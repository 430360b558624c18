//! Network profile declarations.
//!
//! A profile is either a standard EVM network or a layer-2 rollup that also
//! names the base-layer network it settles to. Both share [`ProfileBase`].

use serde::Serialize;
use std::fmt;

use crate::error::ConfigError;
use crate::template::Template;

/// Fields shared by every profile kind.
#[derive(Debug, Clone, PartialEq, Eq)]
pub struct ProfileBase {
    pub name: String,
    /// Endpoint URL template.
    pub url: Template,
    /// Credential templates, one per signing account, in declaration order.
    pub accounts: Vec<Template>,
}

impl ProfileBase {
    pub fn new<A, T>(name: impl Into<String>, url: impl Into<Template>, accounts: A) -> Self
    where
        A: IntoIterator<Item = T>,
        T: Into<Template>,
    {
        Self {
            name: name.into(),
            url: url.into(),
            accounts: accounts.into_iter().map(Into::into).collect(),
        }
    }
}

#[derive(Debug, Clone, Copy, PartialEq, Eq, Serialize)]
#[serde(rename_all = "lowercase")]
pub enum ProfileKind {
    Standard,
    Rollup,
}

impl fmt::Display for ProfileKind {
    fn fmt(&self, f: &mut fmt::Formatter<'_>) -> fmt::Result {
        match self {
            ProfileKind::Standard => f.pad("standard"),
            ProfileKind::Rollup => f.pad("rollup"),
        }
    }
}

/// A named way of reaching one chain.
#[derive(Debug, Clone, PartialEq, Eq)]
pub enum NetworkProfile {
    Standard(ProfileBase),
    Rollup {
        base: ProfileBase,
        /// Base-layer network: a profile name, a well-known chain
        /// identifier, or an RPC URL. Descriptive only.
        parent: String,
    },
}

impl NetworkProfile {
    pub fn standard<A, T>(name: impl Into<String>, url: impl Into<Template>, accounts: A) -> Self
    where
        A: IntoIterator<Item = T>,
        T: Into<Template>,
    {
        NetworkProfile::Standard(ProfileBase::new(name, url, accounts))
    }

    pub fn rollup<A, T>(
        name: impl Into<String>,
        url: impl Into<Template>,
        accounts: A,
        parent: impl Into<String>,
    ) -> Self
    where
        A: IntoIterator<Item = T>,
        T: Into<Template>,
    {
        NetworkProfile::Rollup {
            base: ProfileBase::new(name, url, accounts),
            parent: parent.into(),
        }
    }

    pub fn base(&self) -> &ProfileBase {
        match self {
            NetworkProfile::Standard(base) => base,
            NetworkProfile::Rollup { base, .. } => base,
        }
    }

    pub fn name(&self) -> &str {
        &self.base().name
    }

    pub fn url(&self) -> &Template {
        &self.base().url
    }

    pub fn accounts(&self) -> &[Template] {
        &self.base().accounts
    }

    pub fn kind(&self) -> ProfileKind {
        match self {
            NetworkProfile::Standard(_) => ProfileKind::Standard,
            NetworkProfile::Rollup { .. } => ProfileKind::Rollup,
        }
    }

    pub fn is_rollup(&self) -> bool {
        self.kind() == ProfileKind::Rollup
    }

    pub fn parent_ref(&self) -> Option<&str> {
        match self {
            NetworkProfile::Standard(_) => None,
            NetworkProfile::Rollup { parent, .. } => Some(parent),
        }
    }
}

/// A non-empty, name-unique collection of profiles in declaration order.
#[derive(Debug, Clone, PartialEq, Eq)]
pub struct ProfileSet {
    profiles: Vec<NetworkProfile>,
}

impl ProfileSet {
    pub fn new(profiles: Vec<NetworkProfile>) -> Result<Self, ConfigError> {
        if profiles.is_empty() {
            return Err(ConfigError::NoProfiles);
        }
        for (i, profile) in profiles.iter().enumerate() {
            if profile.name().is_empty() {
                return Err(ConfigError::EmptyProfileName);
            }
            if profiles[..i].iter().any(|p| p.name() == profile.name()) {
                return Err(ConfigError::DuplicateProfile(profile.name().to_string()));
            }
        }
        Ok(Self { profiles })
    }

    pub fn iter(&self) -> std::slice::Iter<'_, NetworkProfile> {
        self.profiles.iter()
    }

    pub fn get(&self, name: &str) -> Option<&NetworkProfile> {
        self.profiles.iter().find(|p| p.name() == name)
    }

    pub fn contains(&self, name: &str) -> bool {
        self.get(name).is_some()
    }

    pub fn names(&self) -> impl Iterator<Item = &str> {
        self.profiles.iter().map(NetworkProfile::name)
    }

    pub fn len(&self) -> usize {
        self.profiles.len()
    }

    pub fn is_empty(&self) -> bool {
        self.profiles.is_empty()
    }
}

impl<'a> IntoIterator for &'a ProfileSet {
    type Item = &'a NetworkProfile;
    type IntoIter = std::slice::Iter<'a, NetworkProfile>;

    fn into_iter(self) -> Self::IntoIter {
        self.iter()
    }
}

const RPC_SCHEMES: [&str; 4] = ["http://", "https://", "ws://", "wss://"];

/// True when `url` starts with a scheme JSON-RPC endpoints are served over.
pub(crate) fn has_rpc_scheme(url: &str) -> bool {
    RPC_SCHEMES.iter().any(|scheme| url.starts_with(scheme))
}

/// Base-layer chains a rollup may name by identifier.
#[derive(Debug, Clone, Copy, PartialEq, Eq, Serialize)]
#[serde(rename_all = "lowercase")]
pub enum BaseChain {
    /// Ethereum mainnet
    Mainnet,
    /// Sepolia testnet
    Sepolia,
    /// Holesky testnet
    Holesky,
}

impl BaseChain {
    pub fn from_identifier(s: &str) -> Option<Self> {
        match s.to_lowercase().as_str() {
            "mainnet" => Some(BaseChain::Mainnet),
            "sepolia" => Some(BaseChain::Sepolia),
            "holesky" => Some(BaseChain::Holesky),
            _ => None,
        }
    }

    pub fn as_str(&self) -> &'static str {
        match self {
            BaseChain::Mainnet => "mainnet",
            BaseChain::Sepolia => "sepolia",
            BaseChain::Holesky => "holesky",
        }
    }

    pub fn chain_id(&self) -> u64 {
        match self {
            BaseChain::Mainnet => 1,
            BaseChain::Sepolia => 11_155_111,
            BaseChain::Holesky => 17_000,
        }
    }
}

impl fmt::Display for BaseChain {
    fn fmt(&self, f: &mut fmt::Formatter<'_>) -> fmt::Result {
        f.write_str(self.as_str())
    }
}

/// What a rollup's parent reference points at. Classification only; the
/// reference is never followed.
#[derive(Debug, Clone, PartialEq, Eq, Serialize)]
#[serde(tag = "kind", content = "value", rename_all = "snake_case")]
pub enum ParentRef {
    /// Another declared profile (possibly the rollup itself).
    Profile(String),
    BaseChain(BaseChain),
    /// A base-layer RPC URL.
    Url(String),
    /// Anything else, forwarded as-is.
    Opaque(String),
}

impl ParentRef {
    /// Classify `raw` against the declared profiles. Declared names shadow
    /// well-known chain identifiers.
    pub fn classify(raw: &str, profiles: &ProfileSet) -> Self {
        if profiles.contains(raw) {
            return ParentRef::Profile(raw.to_string());
        }
        if let Some(chain) = BaseChain::from_identifier(raw) {
            return ParentRef::BaseChain(chain);
        }
        if has_rpc_scheme(raw) {
            return ParentRef::Url(raw.to_string());
        }
        ParentRef::Opaque(raw.to_string())
    }
}

impl fmt::Display for ParentRef {
    fn fmt(&self, f: &mut fmt::Formatter<'_>) -> fmt::Result {
        match self {
            ParentRef::Profile(name) => write!(f, "profile `{name}`"),
            ParentRef::BaseChain(chain) => write!(f, "{chain} (chain id {})", chain.chain_id()),
            ParentRef::Url(url) => f.write_str(url),
            ParentRef::Opaque(raw) => write!(f, "`{raw}`"),
        }
    }
}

Exercise description:
From the data, pick out every line that includes "Option".

Result of this task:
    pub fn parent_ref(&self) -> Option<&str> {
    pub fn get(&self, name: &str) -> Option<&NetworkProfile> {
    pub fn from_identifier(s: &str) -> Option<Self> {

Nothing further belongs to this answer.